Only those who will risk going too far can possibly find out how far one can go.
– T.S. Eliot
Applied to business, that translates to “You don’t know you’ve going too far until you’ve gone too far.”
Boards and stakeholders are often driven by profit – unfortunately, that isn’t always sustainable profit. Also unfortunately, that often means pushing the limits – until something breaks. It’s a fine line as recovering from that error can at times be more costly than heeding the warning signs and curtailing until it’s too late.
Back in 2000, I was part of a transition team as the bank I worked for was acquired by another bank. My role at the time was overseeing a team responsible for all technology vendor purchases and contracts. It was a relatively significant budget and mandate.
Whenever there is a corporate acquisition, the new owners look intensely for low hanging fruit revenue or cost savings. In this case new senior management thought it wise to go after all the major technology vendors and get them to renegotiate prices on already agreed upon contracts. After all, we were much bigger now and we deserved a better deal. There were literally millions of potential dollars on the table. On the surface this sounds like a good idea – after all, if we coud generate an immediate savings of several million dollars, why wouldn’t we do it. Board members even said things like ‘we have nothing to lose” and laughed about it. They were wrong and I let them know it.

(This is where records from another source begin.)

use super::{Point2, Vector2, EPS_ZERO};
use crate::error::{GeometryError, Result};

/// Computes the unit direction from point `a` to point `b`.
///
/// # Errors
///
/// Returns `GeometryError::ZeroVector` if the points coincide (within [`EPS_ZERO`]).
pub fn unit_direction(a: &Point2, b: &Point2) -> Result<Vector2> {
    normalized(&(b - a))
}

/// Normalizes a vector.
///
/// # Errors
///
/// Returns `GeometryError::ZeroVector` if the vector length is below [`EPS_ZERO`].
pub fn normalized(v: &Vector2) -> Result<Vector2> {
    let len = v.norm();
    if len < EPS_ZERO || !len.is_finite() {
        return Err(GeometryError::ZeroVector.into());
    }
    Ok(v / len)
}

/// Returns the cumulative polyline length at every vertex.
///
/// The first entry is `0.0`; entry `i` is the sum of the segment lengths up to vertex `i`.
#[must_use]
pub fn cumulative_lengths(points: &[Point2]) -> Vec<f64> {
    let mut lengths = Vec::with_capacity(points.len());
    let mut total = 0.0;
    for (i, p) in points.iter().enumerate() {
        if i > 0 {
            total += nalgebra::distance(&points[i - 1], p);
        }
        lengths.push(total);
    }
    lengths
}

#[cfg(test)]
#[allow(clippy::unwrap_used)]
mod tests {
    use super::*;
    use crate::math::TOLERANCE;

    #[test]
    fn unit_direction_basic() {
        let dir = unit_direction(&Point2::new(0.0, 0.0), &Point2::new(3.0, 4.0)).unwrap();
        assert!((dir.x - 0.6).abs() < TOLERANCE);
        assert!((dir.y - 0.8).abs() < TOLERANCE);
    }

    #[test]
    fn unit_direction_coincident_points() {
        let p = Point2::new(1.0, 1.0);
        assert!(unit_direction(&p, &p).is_err());
    }

    #[test]
    fn normalized_rejects_nan() {
        assert!(normalized(&Vector2::new(f64::NAN, 1.0)).is_err());
    }

    #[test]
    fn cumulative_lengths_along_3_4_5() {
        let pts = [
            Point2::new(0.0, 0.0),
            Point2::new(3.0, 4.0),
            Point2::new(3.0, 4.0),
            Point2::new(3.0, 5.0),
        ];
        let d = cumulative_lengths(&pts);
        assert_eq!(d.len(), 4);
        assert!(d[0].abs() < TOLERANCE);
        assert!((d[1] - 5.0).abs() < TOLERANCE);
        assert!((d[2] - 5.0).abs() < TOLERANCE);
        assert!((d[3] - 6.0).abs() < TOLERANCE);
    }

    #[test]
    fn cumulative_lengths_empty() {
        assert!(cumulative_lengths(&[]).is_empty());
    }
}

Here’s what happened. As a gesture of good faith, many vendors capitulated and offered savings – probably to the tune of about $5million. The problem was that these vendors had essential products and the bank needed them. There were no real logical substitutions. Going forward and to this day, these large technology vendors “pad” their invoices as they know they need to leave a buffer for when the board decides once again to demand a discount. I’d estimate that the immediate savings was washed out in year two and that that savings actually materialized as a cost of $100 million over the next 10 years. It also meant that the negotiating team no longer had any power on pricing since the technology companies knew that the executive and the board were the real decision makers. It’s all smoke and mirrors and – the executives at the new bank “went too far”.
My initial objecting to the decision was a mistake. They were going to do it no matter what. A better approach would have been to simply outline the risks so they could fully understand their decision and potentially mitigate the long term cost of the short term decision.
In another role at a different company, I was responsible for building a new centralized client service unit to replace the current distributed one. The company had hired outside consultants to project savings and the Board bought in. The problem was that the consulting firm’s math was all wrong. They based staffing needs on a model that was filled with 25% temp workforce that didn’t get counted in the initial assumptions. It’s like this 25% of people didn’t exist. They therefore build in a team reduction from a starting point of 75% of the current team. It was an impossible task. They went too far. Add to that that there were expectations of providing additional services to another internal business and it was a clear formula for disaster. They couldn’t see past the wishful-thinking consultant’s report and mandated the cuts. Once again, the board went too far and I let them know that.
Yet another mistake. Boards and senior executives will make myopic decisions. My job was to do what I did and explain the failed logic but, if they still didn’t get it, my job was to support the effort and do the best I could to execute. If it failed at that point, the onus was no longer on me and my “attitude” would not have come into question.
The same holds true to many other cost cutting measures. Once every year or two, large companies decide to cut costs be reducing budgets and implementing things like hiring freezes or zero increase budgets or even zero based budgets. It’s a fact of life. As a department head, there is nothing you can do about it other than do your homework, outline the potential risks, then support the decisions, flawed as they may be.
The big problem with this is that there are real business risks if and when the cuts go too far. If staffing cuts go too far, there are customer attrition risks, labor movement risks, key employee attrition risks. Often, should these risks come to fruition it can take more time, energy and money to recover that was gained from the initial cut.
Here’s the rub… Your job is to educate senior management when these decisions are made but then, move on, support the decision and do everything you can to minimize any fallout. Your job is to find solutions – not problems.
It’s a tough pill to swallow but sometimes you need to let things go too far so people can experience going too far.